Understanding which sequence features enable a given protein to perform a specific function is a long-standing challenge in the field of molecular biology. In particular, the detection of functional specificity among paralogous proteins is challenging, since their common molecular origin causes only subtle differences between the variants that are difficult to detect based on the observable characteristics. For example, the set of paralogous polypeptides present in the genome of modern vertebrates give rise to the variety of collagen proteins. These proteins preserve a high degree of sequential and structural homology, yet are optimised by evolutionary processes to perform their specific function - assemble into widely diverse biological materials, such as fibrils or networks. The thesis exploits statistical modelling of protein sequence data to shine light on the relationship between protein sequence and function. Specifically, the thesis develops approaches to find sequence design principles which determine the specificity of protein paralogues that have diverged in function. I will show that this can be achieved by investigating evolutionary sequence variation using a probabilistic framework. The new approach to examine the importance of each amino acid in the protein primary sequence is developed. We find that the functionally important amino acids can be grouped into two clusters: (i) those shared among all paralogue sequences responsible for common features, and (ii) those specific to each group which enable functional specificity. I use data sets of orthologous collagen sequences from genomic research to build sequence models that represent each collagen paralogue variant and use these models to carry out comparative analysis. Adaptational dependencies among seventeen types of α-paralogue sequences from two functional groups are analysed.

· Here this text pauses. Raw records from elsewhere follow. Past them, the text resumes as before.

//! src/tuf_repository.rs
//! TUF-verified repositories.
//!
//! Two decorators share one `Verification`:
//!
//! * `TufValidatedSource` sits under the repository on the I/O seam. It
//!   refreshes trust metadata before the root index is loaded and pins every
//!   fetched file to the sha256 recorded in TUF targets metadata.
//! * `TufValidatedRepository` sits over the repository and attaches a trust
//!   handle to every package it hands out, so artifact downloads can re-verify
//!   later against the same engine.
//!
//! With `Verification::Unverified` both are transparent.

use crate::config::{AppConfig, RepoConfig};
use crate::downloader::Downloader;
use crate::error::{RepoError, RepositorySecurityError, Result, TufError};
use crate::io::Io;
use crate::package::{Package, Stability, VersionConstraint};
use crate::repository::{IndexRepository, LoadResult, Repository};
use crate::source::{resolve_url, FetchRequest, HttpSource, MetadataSource};
use crate::tuf::{target_path, FileStorage, ToughUpdater, Verification};
use serde_json::Value;
use std::collections::{BTreeMap, BTreeSet};
use std::sync::Arc;

const REFRESH_PREFIX: &str = "TUF security error";
const FETCH_PREFIX: &str = "TUF secure error";

/// The full stack built from configuration.
pub type SecureRepository = TufValidatedRepository<IndexRepository<TufValidatedSource<HttpSource>>>;

/// Filesystem-safe directory name for a repository url: every character
/// outside `[A-Za-z0-9.]` becomes `-`.
pub fn repo_dir_name(url: &str) -> String {
    url.chars()
        .map(|c| if c.is_ascii_alphanumeric() || c == '.' { c } else { '-' })
        .collect()
}

/// Decides how `config` is verified. Creates the trust-state directory when
/// TUF is configured; warns through `io` when it is not.
pub fn verification_for(config: &RepoConfig, io: &dyn Io, app: &AppConfig) -> Result<Verification> {
    let Some(tuf) = &config.tuf else {
        io.warning(&format!("Authenticity of packages from {} are not verified by TUF.", config.url));
        return Ok(Verification::Unverified);
    };

    let dir = app.tuf_state_dir().join(repo_dir_name(&config.url));
    let storage = FileStorage::new(&dir).map_err(|e| match e {
        TufError::Storage { path, source } => RepoError::Storage { path, source },
        other => RepoError::Config(other.to_string()),
    })?;
    tracing::debug!(repository = %config.url, state = %dir.display(), "TUF verification enabled");
    let engine = ToughUpdater::new(config.url.clone(), tuf.url.clone(), storage)
        .map_err(|e| RepoError::Config(e.to_string()))?;
    Ok(Verification::verified(engine))
}

pub struct TufValidatedSource<S> {
    inner: S,
    verification: Verification,
}

impl<S: MetadataSource> TufValidatedSource<S> {
    pub fn new(inner: S, verification: Verification) -> Self {
        TufValidatedSource { inner, verification }
    }

    pub fn inner(&self) -> &S {
        &self.inner
    }

    pub fn verification(&self) -> &Verification {
        &self.verification
    }
}

impl<S: MetadataSource> MetadataSource for TufValidatedSource<S> {
    fn url(&self) -> &str {
        self.inner.url()
    }

    fn root_request(&self) -> Result<FetchRequest> {
        self.inner.root_request()
    }

    fn load_root_server_file(&self) -> Result<Value> {
        let Verification::Verified(engine) = &self.verification else {
            return self.inner.load_root_server_file();
        };
        engine
            .refresh()
            .map_err(|e| RepositorySecurityError::from_tuf(REFRESH_PREFIX, e))?;
        // The root file itself goes through hash pinning too.
        self.fetch_file(self.inner.root_request()?)
    }

    fn fetch_file(&self, mut request: FetchRequest) -> Result<Value> {
        let Verification::Verified(engine) = &self.verification else {
            return self.inner.fetch_file(request);
        };

        // Look up the same absolute url the inner source will download.
        request.url = resolve_url(self.inner.url(), &request.url)?;
        let target = target_path(&request.url);
        let info = engine
            .get_one_valid_target_info(&target)
            .map_err(|e| RepositorySecurityError::from_tuf(FETCH_PREFIX, e))?;
        let Some(trusted) = info.sha256() else {
            let err = RepositorySecurityError::new(format!("{}: no sha256 hash recorded for {}", FETCH_PREFIX, target));
            err.log();
            return Err(err.into());
        };

        // TODO: decide whether hashes from an authenticated root index could skip the TUF lookup.
        if let Some(given) = request.sha256.as_deref() {
            if !given.eq_ignore_ascii_case(trusted) {
                let err = RepositorySecurityError::new(format!(
                    "{}: disagreement between TUF and repository on expected hash of {}",
                    FETCH_PREFIX, target
                ));
                err.log();
                return Err(err.into());
            }
        }
        tracing::debug!(target_path = %target, "pinned fetch to TUF sha256");
        request.sha256 = Some(trusted.to_string());
        self.inner.fetch_file(request).map_err(|e| match e {
            RepoError::ChecksumMismatch { url, expected, actual } => {
                let err = RepositorySecurityError::new(format!(
                    "{}: content of {} does not match the sha256 recorded by TUF (expected {}, got {})",
                    FETCH_PREFIX, url, expected, actual
                ));
                err.log();
                err.into()
            }
            other => other,
        })
    }
}

pub struct TufValidatedRepository<R> {
    inner: R,
    verification: Verification,
}

impl<R: Repository> TufValidatedRepository<R> {
    pub fn new(inner: R, verification: Verification) -> Self {
        TufValidatedRepository { inner, verification }
    }

    pub fn inner(&self) -> &R {
        &self.inner
    }

    pub fn verification(&self) -> &Verification {
        &self.verification
    }

    fn decorate(&self, package: Option<Package>) -> Option<Package> {
        if let (Some(pkg), Verification::Verified(engine)) = (package.as_ref(), &self.verification) {
            pkg.attach_trust(engine);
        }
        package
    }

    fn decorate_all(&self, packages: Vec<Package>) -> Vec<Package> {
        if let Verification::Verified(engine) = &self.verification {
            packages.iter().for_each(|p| p.attach_trust(engine));
        }
        packages
    }
}

impl SecureRepository {
    /// Builds the whole stack for one configured repository. No network I/O.
    pub fn from_config(
        config: &RepoConfig,
        io: &dyn Io,
        app: &AppConfig,
        downloader: Arc<dyn Downloader>,
    ) -> Result<Self> {
        let verification = verification_for(config, io, app)?;
        let http = HttpSource::new(config.url.clone(), downloader)
            .with_cache_dir(app.cache_dir.join("repo").join(repo_dir_name(&config.url)));
        let source = TufValidatedSource::new(http, verification.clone());
        Ok(TufValidatedRepository::new(IndexRepository::new(source), verification))
    }
}

impl<R: Repository> Repository for TufValidatedRepository<R> {
    fn url(&self) -> &str {
        self.inner.url()
    }

    fn find_package(&self, name: &str, constraint: &VersionConstraint) -> Result<Option<Package>> {
        Ok(self.decorate(self.inner.find_package(name, constraint)?))
    }

    fn find_packages(&self, name: &str, constraint: Option<&VersionConstraint>) -> Result<Vec<Package>> {
        Ok(self.decorate_all(self.inner.find_packages(name, constraint)?))
    }

    fn get_packages(&self) -> Result<Vec<Package>> {
        Ok(self.decorate_all(self.inner.get_packages()?))
    }

    fn load_packages(
        &self,
        name_map: &BTreeMap<String, Option<VersionConstraint>>,
        acceptable_stabilities: &BTreeSet<Stability>,
        stability_flags: &BTreeMap<String, Stability>,
        already_loaded: &BTreeMap<String, BTreeSet<String>>,
    ) -> Result<LoadResult> {
        let mut result = self
            .inner
            .load_packages(name_map, acceptable_stabilities, stability_flags, already_loaded)?;
        result.packages = self.decorate_all(std::mem::take(&mut result.packages));
        Ok(result)
    }
}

Moreover, a model of intermolecular interactions between fibrillar collagen trimers is proposed to show that the phenotype of the supra-molecular fibrillar structure is fully encoded in the primary sequences of the collagen proteins and can be predicted purely on the basis of simple predictive rules for the interaction between amino acid residues. Finally, I use statistical learning approaches to model the activity of peptide hormones, and use the resulting models to design novel hormone sequences with improved functional properties.